他說:「再抽一根。」
說是這麼說,但並不點第二根,目光注視著屏幕里的她,不說話,唇角自然地勾著。
出來遠程陪她的時間越來越長,弄得樂隊幾個開始關心他是不是躲外面吸毒。
他笑笑,搖頭否認。心裡知道跟吸毒沒什麼區別。
家人團聚,才算真正有了些過節跨年的感覺。
聖誕樹還亮著呢,那些松柏冬青的環還很鮮翠,屋內的一應軟織物卻已經換了新的了,紅與金的交織得了溫有宜的親手指點,但見濃郁,不見俗氣。幾名管家分工明確,將整個房子和今夜跨年的一切都打理得井井有條。
到了晚飯間,祝福簡訊便從各人手機里此起彼伏地響動起來。
商明寶收到了方隨寧的祝福簡訊,撥了電話回去。
方隨寧沒錢,又第二十六次踹了男朋友,因此這個跨年夜過得便有些悽慘,正孤單一人去便利店買盒飯和啤酒。
寒風中,她吸吸鼻子,大聲祝商明寶節日快樂,新的一年萬事順遂。
商明寶聽出她情緒不對,問她要不要來家裡吃飯。方隨寧很有分寸地拒絕了,說等會兒要跟同學去時代廣場跨年,雖然時間已經很晚了,她不確定還能不能擠到觀看新年落球的最佳位置。

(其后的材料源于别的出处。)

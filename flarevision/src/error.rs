//! Error types for the report pipeline.
//!
//! One error type per stage, plus a top-level wrapper:
//!
//! - [`InputError`] - reading and parsing the CSV export
//! - [`SchemaError`] - required columns missing from the export
//! - [`RenderError`] - writing the HTML report
//! - [`ReportError`] - top-level orchestration errors
//!
//! Conversion into [`ReportError`] is automatic via `From`,
//! so `?` works across stage boundaries.

use std::path::PathBuf;
use thiserror::Error;

// =============================================================================
// Input Errors
// =============================================================================

/// Errors while loading the CSV export.
#[derive(Debug, Error)]
pub enum InputError {
    /// File missing or unreadable.
    #[error("Cannot read '{}': {source}", .path.display())]
    Unreadable {
        path: PathBuf,
        #[source]
        source: std::io::Error,
    },

    /// Bytes are not valid in the requested encoding.
    #[error("Cannot decode input as {encoding}: {message}")]
    Encoding { encoding: String, message: String },

    /// Not valid delimited text.
    #[error("Malformed CSV at line {line}: {message}")]
    Malformed { line: u64, message: String },

    /// No header row.
    #[error("CSV file is empty")]
    EmptyFile,
}

impl InputError {
    /// Build a [`InputError::Malformed`] from a `csv` crate error.
    pub fn from_csv(err: csv::Error) -> Self {
        let line = err.position().map(|p| p.line()).unwrap_or(0);
        let message = match err.kind() {
            csv::ErrorKind::UnequalLengths {
                expected_len, len, ..
            } => format!("found {} fields, expected {}", len, expected_len),
            _ => err.to_string(),
        };
        InputError::Malformed { line, message }
    }
}

// =============================================================================
// Schema Errors
// =============================================================================

/// Errors while projecting the export onto the report columns.
#[derive(Debug, Error)]
pub enum SchemaError {
    /// One or more required columns are absent from the header row.
    #[error("Missing required column(s): {}", .0.join(", "))]
    MissingColumns(Vec<String>),
}

// =============================================================================
// Render Errors
// =============================================================================

/// Errors while writing the finished report.
#[derive(Debug, Error)]
pub enum RenderError {
    /// Creating, writing or persisting the output file failed.
    #[error("Cannot write '{}': {source}", .path.display())]
    Write {
        path: PathBuf,
        #[source]
        source: std::io::Error,
    },
}

// =============================================================================
// Report Errors (top-level)
// =============================================================================

/// Top-level error returned by [`crate::transform::pipeline::generate_report`].
#[derive(Debug, Error)]
pub enum ReportError {
    /// Loading failed.
    #[error(transparent)]
    Input(#[from] InputError),

    /// Required columns missing.
    #[error(transparent)]
    Schema(#[from] SchemaError),

    /// Writing failed.
    #[error(transparent)]
    Render(#[from] RenderError),

    /// No input path was supplied.
    #[error("No input file given")]
    NoInput,

    /// Reading the input path from the terminal failed.
    #[error("Cannot read input path from stdin: {0}")]
    Prompt(#[source] std::io::Error),
}

// =============================================================================
// Result Type Aliases
// =============================================================================

/// Result type for loading.
pub type InputResult<T> = Result<T, InputError>;

/// Result type for projection.
pub type SchemaResult<T> = Result<T, SchemaError>;

/// Result type for the whole pipeline.
pub type ReportResult<T> = Result<T, ReportError>;

#[cfg(test)]
mod tests {
    use super::*;

    #[test]
    fn test_error_conversion_chain() {
        let input_err = InputError::EmptyFile;
        let report_err: ReportError = input_err.into();
        assert!(report_err.to_string().contains("empty"));

        let schema_err = SchemaError::MissingColumns(vec!["title".into()]);
        let report_err: ReportError = schema_err.into();
        assert!(report_err.to_string().contains("title"));
    }

    #[test]
    fn test_missing_columns_lists_all() {
        let err = SchemaError::MissingColumns(vec!["id".into(), "posted_at".into()]);
        assert_eq!(err.to_string(), "Missing required column(s): id, posted_at");
    }

    #[test]
    fn test_prompt_error_keeps_cause() {
        let cause = std::io::Error::new(std::io::ErrorKind::UnexpectedEof, "stdin closed");
        let err = ReportError::Prompt(cause);

        assert_eq!(err.to_string(), "Cannot read input path from stdin: stdin closed");
        let source = std::error::Error::source(&err).unwrap();
        assert_eq!(source.to_string(), "stdin closed");
    }

    #[test]
    fn test_unreadable_mentions_path() {
        let err = InputError::Unreadable {
            path: PathBuf::from("/nope/export.csv"),
            source: std::io::Error::new(std::io::ErrorKind::NotFound, "not found"),
        };
        let msg = err.to_string();
        assert!(msg.contains("/nope/export.csv"));
        assert!(msg.contains("not found"));
    }
}
//! Read, find, and CRC command implementations.

use anyhow::{Context, Result};
use console::style;
use std::fmt::Write as _;
use std::fs;
use std::path::Path;

use super::with_session;
use crate::Cli;
use crate::config::Config;

/// Classic 16-bytes-per-line hex dump with an ASCII column.
pub(crate) fn hex_dump(address: u32, data: &[u8]) -> String {
    let mut out = String::new();
    for (index, line) in data.chunks(16).enumerate() {
        let line_address = address.wrapping_add((index * 16) as u32);
        let _ = write!(out, "{line_address:08x}: ");
        for column in 0..16 {
            match line.get(column) {
                Some(byte) => {
                    let _ = write!(out, "{byte:02x} ");
                },
                None => out.push_str("   "),
            }
            if column == 7 {
                out.push(' ');
            }
        }
        out.push_str(" |");
        out.extend(line.iter().map(|&b| {
            if b.is_ascii_graphic() || b == b' ' {
                b as char
            } else {
                '.'
            }
        }));
        out.push_str("|\n");
    }
    out
}

/// Read command implementation.
pub(crate) fn cmd_read(
    cli: &Cli,
    config: &mut Config,
    address: u32,
    length: u32,
    output: Option<&Path>,
) -> Result<()> {
    let data = with_session(cli, config, |session, ui| {
        ui.step("Reading");
        // Word reads move four times as much per command.
        let data: Vec<u8> = if address % 4 == 0 && length % 4 == 0 {
            session
                .read_memory32(address, length / 4)?
                .into_iter()
                .flat_map(u32::to_le_bytes)
                .collect()
        } else {
            session.read_memory8(address, length)?
        };
        Ok(data)
    })?;

    match output {
        Some(path) => {
            fs::write(path, &data).with_context(|| format!("Failed to write {}", path.display()))?;
            if !cli.quiet {
                eprintln!(
                    "{} Saved {} bytes from {address:#010x} to {}",
                    style("✓").green(),
                    data.len(),
                    path.display()
                );
            }
        },
        None => print!("{}", hex_dump(address, &data)),
    }
    Ok(())
}

/// Find command implementation.
pub(crate) fn cmd_find(cli: &Cli, config: &mut Config, pattern: &[u8]) -> Result<()> {
    let matches = with_session(cli, config, |session, ui| {
        ui.step("Searching flash");
        Ok(session.find_bytes(pattern)?)
    })?;

    for address in &matches {
        println!("{address:#010x}");
    }
    if !cli.quiet {
        match matches.len() {
            0 => eprintln!("{} No match", style("ℹ").blue()),
            n => eprintln!("{} {n} match(es)", style("✓").green()),
        }
    }
    Ok(())
}

/// CRC command implementation.
pub(crate) fn cmd_crc(cli: &Cli, config: &mut Config, address: u32, length: u32) -> Result<()> {
    let crc = with_session(cli, config, |session, _| {
        session
            .calculate_crc32(address, length)
            .with_context(|| format!("CRC32 of {length:#x} bytes at {address:#010x}"))
    })?;
    println!("{crc:#010x}");
    Ok(())
}

#[cfg(test)]
mod tests {
    use super::*;

    #[test]
    fn test_hex_dump_full_line() {
        let data: Vec<u8> = (0x41..0x51).collect();
        assert_eq!(
            hex_dump(0x1000, &data),
            "00001000: 41 42 43 44 45 46 47 48  49 4a 4b 4c 4d 4e 4f 50  |ABCDEFGHIJKLMNOP|\n"
        );
    }

    #[test]
    fn test_hex_dump_partial_line_and_controls() {
        let dump = hex_dump(0x0020_0010, &[0x00, b'a', 0xFF]);
        assert_eq!(
            dump,
            format!("00200010: 00 61 ff {} |.a.|\n", " ".repeat(3 * 13 + 1))
        );
    }

    #[test]
    fn test_hex_dump_line_addresses() {
        let dump = hex_dump(0x10, &[0u8; 40]);
        let addresses: Vec<&str> = dump.lines().map(|l| &l[..8]).collect();
        assert_eq!(addresses, vec!["00000010", "00000020", "00000030"]);
    }
}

時代廣場的零點倒計時落球已經成為紐約每年新年的標誌性儀式,屆時還會有數以十萬計的彩紙從高空爆開、揮灑,飄舞在紙醉金迷的電子廣告牌和由無數普通人的人生所構成的浩瀚人潮中。
方隨寧說今年死也要擠進去,因為她寫了願望在彩紙上,現在應該已經被收集到廣場一號的頂樓了。她要親眼見證自己夢想飄蕩的那一刻。
她抱了兩罐啤酒在懷,說:「好啦,我也不是最慘的,向斐然以前比我慘多了。」
「……是嗎?」商明寶像是不經意地問。
「是啊,他從來不過節的。」
「除夕……也不過麼?」
「除夕過啊,可是對他來說過不過也沒什麼區別,」方隨寧有點忘了自己是否跟商明寶提過他的身世,「頂多就是給我和外公通通電話,他爸爸已經有自己的第三個家了。」